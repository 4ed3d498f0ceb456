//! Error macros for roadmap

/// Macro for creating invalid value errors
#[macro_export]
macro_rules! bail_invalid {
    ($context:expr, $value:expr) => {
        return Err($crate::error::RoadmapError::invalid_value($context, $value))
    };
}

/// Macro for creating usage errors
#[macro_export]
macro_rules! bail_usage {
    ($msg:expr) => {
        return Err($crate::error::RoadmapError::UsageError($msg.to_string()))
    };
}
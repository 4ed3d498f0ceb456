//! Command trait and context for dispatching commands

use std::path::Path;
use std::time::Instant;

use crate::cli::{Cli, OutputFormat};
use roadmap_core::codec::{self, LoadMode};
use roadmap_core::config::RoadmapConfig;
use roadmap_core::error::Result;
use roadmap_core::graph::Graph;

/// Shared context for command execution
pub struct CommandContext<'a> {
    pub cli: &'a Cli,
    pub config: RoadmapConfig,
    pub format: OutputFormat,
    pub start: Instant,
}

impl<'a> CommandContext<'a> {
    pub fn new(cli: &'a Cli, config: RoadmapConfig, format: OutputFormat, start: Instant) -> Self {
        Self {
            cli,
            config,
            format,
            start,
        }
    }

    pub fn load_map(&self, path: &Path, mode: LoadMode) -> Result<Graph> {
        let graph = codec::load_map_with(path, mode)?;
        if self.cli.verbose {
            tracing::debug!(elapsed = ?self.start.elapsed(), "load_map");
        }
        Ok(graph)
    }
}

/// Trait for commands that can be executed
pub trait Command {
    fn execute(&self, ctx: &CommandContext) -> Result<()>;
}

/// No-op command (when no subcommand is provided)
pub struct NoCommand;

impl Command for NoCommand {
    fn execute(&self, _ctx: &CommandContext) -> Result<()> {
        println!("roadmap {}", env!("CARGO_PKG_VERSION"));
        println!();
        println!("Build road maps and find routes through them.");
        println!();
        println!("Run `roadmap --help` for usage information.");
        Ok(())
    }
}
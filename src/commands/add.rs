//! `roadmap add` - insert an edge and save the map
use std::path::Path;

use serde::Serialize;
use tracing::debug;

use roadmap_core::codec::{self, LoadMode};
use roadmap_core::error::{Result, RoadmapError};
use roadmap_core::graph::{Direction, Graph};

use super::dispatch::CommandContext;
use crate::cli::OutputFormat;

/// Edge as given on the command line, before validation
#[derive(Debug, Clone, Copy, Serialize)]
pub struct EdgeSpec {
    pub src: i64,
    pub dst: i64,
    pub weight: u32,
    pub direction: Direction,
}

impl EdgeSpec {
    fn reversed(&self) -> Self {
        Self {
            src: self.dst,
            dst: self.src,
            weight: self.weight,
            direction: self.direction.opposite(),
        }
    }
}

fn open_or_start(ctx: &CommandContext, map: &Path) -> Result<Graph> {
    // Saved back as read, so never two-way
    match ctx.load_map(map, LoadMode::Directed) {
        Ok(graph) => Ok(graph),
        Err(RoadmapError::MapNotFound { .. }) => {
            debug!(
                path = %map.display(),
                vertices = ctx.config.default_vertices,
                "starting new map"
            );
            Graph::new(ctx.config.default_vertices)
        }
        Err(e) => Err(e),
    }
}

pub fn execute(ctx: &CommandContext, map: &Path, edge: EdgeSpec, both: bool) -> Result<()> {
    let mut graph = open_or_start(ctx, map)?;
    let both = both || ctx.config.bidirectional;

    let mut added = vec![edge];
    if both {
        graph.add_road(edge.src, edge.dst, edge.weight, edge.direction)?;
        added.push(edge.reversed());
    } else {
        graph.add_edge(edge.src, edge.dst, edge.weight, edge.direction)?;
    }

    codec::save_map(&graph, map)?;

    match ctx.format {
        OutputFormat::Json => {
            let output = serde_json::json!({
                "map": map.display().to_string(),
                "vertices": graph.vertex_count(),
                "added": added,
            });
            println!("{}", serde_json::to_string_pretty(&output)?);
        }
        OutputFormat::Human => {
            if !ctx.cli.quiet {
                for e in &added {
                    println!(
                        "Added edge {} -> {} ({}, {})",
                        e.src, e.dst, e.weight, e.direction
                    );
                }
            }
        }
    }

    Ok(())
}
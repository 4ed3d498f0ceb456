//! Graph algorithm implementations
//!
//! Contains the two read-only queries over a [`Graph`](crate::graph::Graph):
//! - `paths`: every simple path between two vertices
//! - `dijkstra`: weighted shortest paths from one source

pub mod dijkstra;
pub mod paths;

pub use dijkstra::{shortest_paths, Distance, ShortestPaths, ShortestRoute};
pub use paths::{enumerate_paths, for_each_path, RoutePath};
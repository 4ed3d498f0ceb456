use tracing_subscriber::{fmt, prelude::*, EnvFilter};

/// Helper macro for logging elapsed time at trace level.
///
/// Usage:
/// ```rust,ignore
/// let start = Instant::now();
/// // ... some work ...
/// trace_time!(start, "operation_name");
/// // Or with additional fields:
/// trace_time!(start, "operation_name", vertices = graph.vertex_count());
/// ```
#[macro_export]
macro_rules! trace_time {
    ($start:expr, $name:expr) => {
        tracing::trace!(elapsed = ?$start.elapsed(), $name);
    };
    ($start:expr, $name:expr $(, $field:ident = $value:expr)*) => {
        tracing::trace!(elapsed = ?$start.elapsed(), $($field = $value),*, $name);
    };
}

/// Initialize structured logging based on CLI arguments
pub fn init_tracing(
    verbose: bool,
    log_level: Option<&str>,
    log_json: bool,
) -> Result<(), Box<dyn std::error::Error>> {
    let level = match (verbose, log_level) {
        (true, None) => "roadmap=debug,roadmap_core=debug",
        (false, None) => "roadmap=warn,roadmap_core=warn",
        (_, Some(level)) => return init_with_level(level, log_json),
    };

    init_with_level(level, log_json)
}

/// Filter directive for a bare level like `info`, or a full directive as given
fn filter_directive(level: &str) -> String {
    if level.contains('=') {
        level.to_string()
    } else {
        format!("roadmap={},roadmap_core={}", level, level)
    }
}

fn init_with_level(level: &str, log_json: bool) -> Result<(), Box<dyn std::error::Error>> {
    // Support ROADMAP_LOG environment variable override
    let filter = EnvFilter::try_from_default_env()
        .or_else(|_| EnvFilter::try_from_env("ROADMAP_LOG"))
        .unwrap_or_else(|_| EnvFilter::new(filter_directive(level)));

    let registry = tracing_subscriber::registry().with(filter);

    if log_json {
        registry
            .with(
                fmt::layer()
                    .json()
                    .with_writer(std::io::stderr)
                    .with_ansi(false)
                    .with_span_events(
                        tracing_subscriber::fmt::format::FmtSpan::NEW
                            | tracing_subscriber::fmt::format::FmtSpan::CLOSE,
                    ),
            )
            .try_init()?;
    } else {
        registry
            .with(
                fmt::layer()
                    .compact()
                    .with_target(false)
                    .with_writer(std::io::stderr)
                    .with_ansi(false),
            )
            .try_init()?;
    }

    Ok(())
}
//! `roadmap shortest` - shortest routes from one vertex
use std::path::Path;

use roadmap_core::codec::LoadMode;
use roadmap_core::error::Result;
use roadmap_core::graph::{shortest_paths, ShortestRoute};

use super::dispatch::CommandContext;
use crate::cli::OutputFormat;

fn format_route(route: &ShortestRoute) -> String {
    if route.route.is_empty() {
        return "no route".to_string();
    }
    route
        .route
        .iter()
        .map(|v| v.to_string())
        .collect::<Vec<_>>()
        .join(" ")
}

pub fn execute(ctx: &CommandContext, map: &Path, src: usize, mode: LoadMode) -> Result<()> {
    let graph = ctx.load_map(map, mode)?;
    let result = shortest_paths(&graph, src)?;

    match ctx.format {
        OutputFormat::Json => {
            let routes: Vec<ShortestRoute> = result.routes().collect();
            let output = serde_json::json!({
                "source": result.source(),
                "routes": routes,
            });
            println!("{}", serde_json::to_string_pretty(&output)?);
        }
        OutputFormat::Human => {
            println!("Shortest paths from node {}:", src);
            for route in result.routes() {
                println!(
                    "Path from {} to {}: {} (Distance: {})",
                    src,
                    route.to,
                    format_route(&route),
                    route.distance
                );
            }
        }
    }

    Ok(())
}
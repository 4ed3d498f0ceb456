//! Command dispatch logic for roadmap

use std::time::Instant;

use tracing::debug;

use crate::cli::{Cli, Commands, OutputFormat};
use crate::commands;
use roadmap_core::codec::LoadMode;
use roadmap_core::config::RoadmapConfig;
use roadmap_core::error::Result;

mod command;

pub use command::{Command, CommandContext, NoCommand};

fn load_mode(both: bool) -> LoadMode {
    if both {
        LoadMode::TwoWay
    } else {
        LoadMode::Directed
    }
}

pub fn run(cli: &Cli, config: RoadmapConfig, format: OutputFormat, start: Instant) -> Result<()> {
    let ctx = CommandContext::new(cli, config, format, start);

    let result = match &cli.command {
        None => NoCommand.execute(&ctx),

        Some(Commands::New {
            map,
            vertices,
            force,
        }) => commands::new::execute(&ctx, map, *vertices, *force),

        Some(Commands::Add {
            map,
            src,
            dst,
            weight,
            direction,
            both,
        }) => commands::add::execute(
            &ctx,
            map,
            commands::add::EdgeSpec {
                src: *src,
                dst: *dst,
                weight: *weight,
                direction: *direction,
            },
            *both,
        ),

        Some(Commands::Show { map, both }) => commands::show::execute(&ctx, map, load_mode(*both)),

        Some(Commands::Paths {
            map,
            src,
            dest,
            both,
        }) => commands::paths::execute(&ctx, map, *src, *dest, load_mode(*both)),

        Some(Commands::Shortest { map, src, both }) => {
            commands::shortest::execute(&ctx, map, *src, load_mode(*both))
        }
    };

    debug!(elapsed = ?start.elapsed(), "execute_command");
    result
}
+ + + + +
● EXERCISE REQUIREMENTS: Among the lines above, return each one holding the string "display".

● ANSWER SPACE:
                path = %map.display(),
                "map": map.display().to_string(),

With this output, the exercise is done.